If your go-to healthy side is to stash an apple or carrot sticks, it's time to update your selection. Instead of an apple, pick a fun fruit like a kiwi — it's packed with vitamin C. Instead of orange slices, toss in a mixed-fruit cup or mandarin oranges. Replace carrot sticks with other sliced veggies like celery — pile on the peanut butter for bonus points — bite-sized cherry tomatoes, cucumber rings or broccoli florets. Entice your kids to actually eat their veggies by including a small container or baggie filled with their favorite salad dressing for dipping.
It's tempting — and quick — to throw some Doritos in a baggie and call it a side. Up the health factor with interesting alternatives. Switch out the chips for dried fruit — dried apricots and blueberries are tasty choices. Try homemade chips by baking kale with a little olive oil, salt and pepper. Or pick up dried veggie chips, which are a healthier alternative but just as fast.

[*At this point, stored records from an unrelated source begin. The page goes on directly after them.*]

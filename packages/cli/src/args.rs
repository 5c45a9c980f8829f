//! CLI argument definitions.

#![cfg_attr(feature = "fail-on-warnings", deny(warnings))]
#![warn(clippy::all, clippy::pedantic, clippy::nursery, clippy::cargo)]
#![allow(clippy::multiple_crate_versions)]

use std::path::{Path, PathBuf};

use clap::Parser;
use dupgen_config::{DuplicationJob, MAX_WORKERS};
use path_clean::PathClean;

/// CLI arguments for dupgen.
#[derive(Debug, Parser)]
#[command(
    name = "dupgen",
    about = "Duplicate files at scale with resume support and zip packaging",
    version
)]
pub struct Args {
    /// Source files to duplicate (comma-separated or repeated).
    #[arg(long, short = 's', value_delimiter = ',')]
    pub sources: Vec<PathBuf>,

    /// Copies to produce for each source.
    #[arg(long, short = 'n')]
    pub copies: Option<u64>,

    /// Output directory.
    #[arg(long, short = 'o')]
    pub output: Option<PathBuf>,

    /// Files per `part_<n>` subfolder (0 = flat output).
    #[arg(long)]
    pub per_subfolder: Option<u64>,

    /// Number of parallel workers (defaults to the number of CPUs).
    #[arg(long, short = 'w')]
    pub workers: Option<usize>,

    /// Plan and count without touching the filesystem.
    #[arg(long)]
    pub dry_run: bool,

    /// Skip tasks recorded by a previous run.
    #[arg(long)]
    pub resume: bool,

    /// Use random tokens instead of sequential file names.
    #[arg(long)]
    pub randomize: bool,

    /// Package the output into zip chunks.
    #[arg(long)]
    pub zip: bool,

    /// Files per zip chunk.
    #[arg(long)]
    pub chunk_size: Option<usize>,

    /// Refuse jobs larger than this many files.
    #[arg(long)]
    pub max_limit: Option<u64>,

    /// Skip packaging when any copy failed.
    #[arg(long = "no-package-on-failure")]
    pub no_package_on_failure: bool,

    /// Load the job from a TOML file; explicit flags override its values.
    #[arg(long)]
    pub job: Option<PathBuf>,

    /// Run without prompts.
    #[arg(long)]
    pub non_interactive: bool,

    /// Disable the progress bar (useful for CI environments).
    #[arg(long = "no-progress")]
    pub no_progress: bool,

    /// Enable verbose output.
    #[arg(long, short = 'v')]
    pub verbose: bool,
}

impl Args {
    /// Whether the job has to be gathered through interactive prompts.
    #[must_use]
    pub fn needs_prompts(&self) -> bool {
        self.sources.is_empty() && self.job.is_none() && !self.non_interactive
    }

    /// Determine if we should show the progress bar.
    #[must_use]
    pub const fn should_show_progress(&self) -> bool {
        !self.no_progress
    }

    /// Build a job from flags alone.
    ///
    /// # Errors
    ///
    /// * If `--sources`, `--copies` or `--output` is missing
    pub fn build_job(&self) -> Result<DuplicationJob, String> {
        if self.sources.is_empty() {
            return Err("--sources is required in non-interactive mode".to_string());
        }
        let copies = self
            .copies
            .ok_or_else(|| "--copies is required in non-interactive mode".to_string())?;
        let output = self
            .output
            .clone()
            .ok_or_else(|| "--output is required in non-interactive mode".to_string())?;

        let mut job = DuplicationJob::new(self.sources.clone(), copies, output);
        job.workers = num_cpus::get().min(MAX_WORKERS);
        self.apply_overrides(&mut job);
        Ok(job)
    }

    /// Overlay every explicitly given flag onto `job`.
    pub fn apply_overrides(&self, job: &mut DuplicationJob) {
        if !self.sources.is_empty() {
            job.sources.clone_from(&self.sources);
        }
        if let Some(copies) = self.copies {
            job.copies_per_source = copies;
        }
        if let Some(output) = &self.output {
            job.output_dir.clone_from(output);
        }
        if let Some(per_subfolder) = self.per_subfolder {
            job.per_subfolder = per_subfolder;
        }
        if let Some(workers) = self.workers {
            job.workers = workers;
        }
        if let Some(chunk_size) = self.chunk_size {
            job.chunk_size = chunk_size;
        }
        if let Some(max_limit) = self.max_limit {
            job.max_limit = max_limit;
        }
        job.dry_run |= self.dry_run;
        job.resume |= self.resume;
        job.randomize |= self.randomize;
        job.archive |= self.zip;
        if self.no_package_on_failure {
            job.package_on_failure = false;
        }
    }
}

/// Normalise `path` and make it absolute against `cwd`.
#[must_use]
pub fn absolute_path(cwd: &Path, path: &Path) -> PathBuf {
    if path.is_absolute() {
        path.clean()
    } else {
        cwd.join(path).clean()
    }
}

Milk has always been the favorite lunchbox beverage but mix it up with the occasional alternative. Beverages are tricky because they can add in too much extra sugar. Look for options that have reduced or sugar-free options. For example, most health food stores sell sugarless juice boxes that make a great milk substitute. Flavored water is another option. If you want to stick to milk for the protein and calcium, surprise your kids by picking a day of the week to pack them strawberry or chocolate milk instead.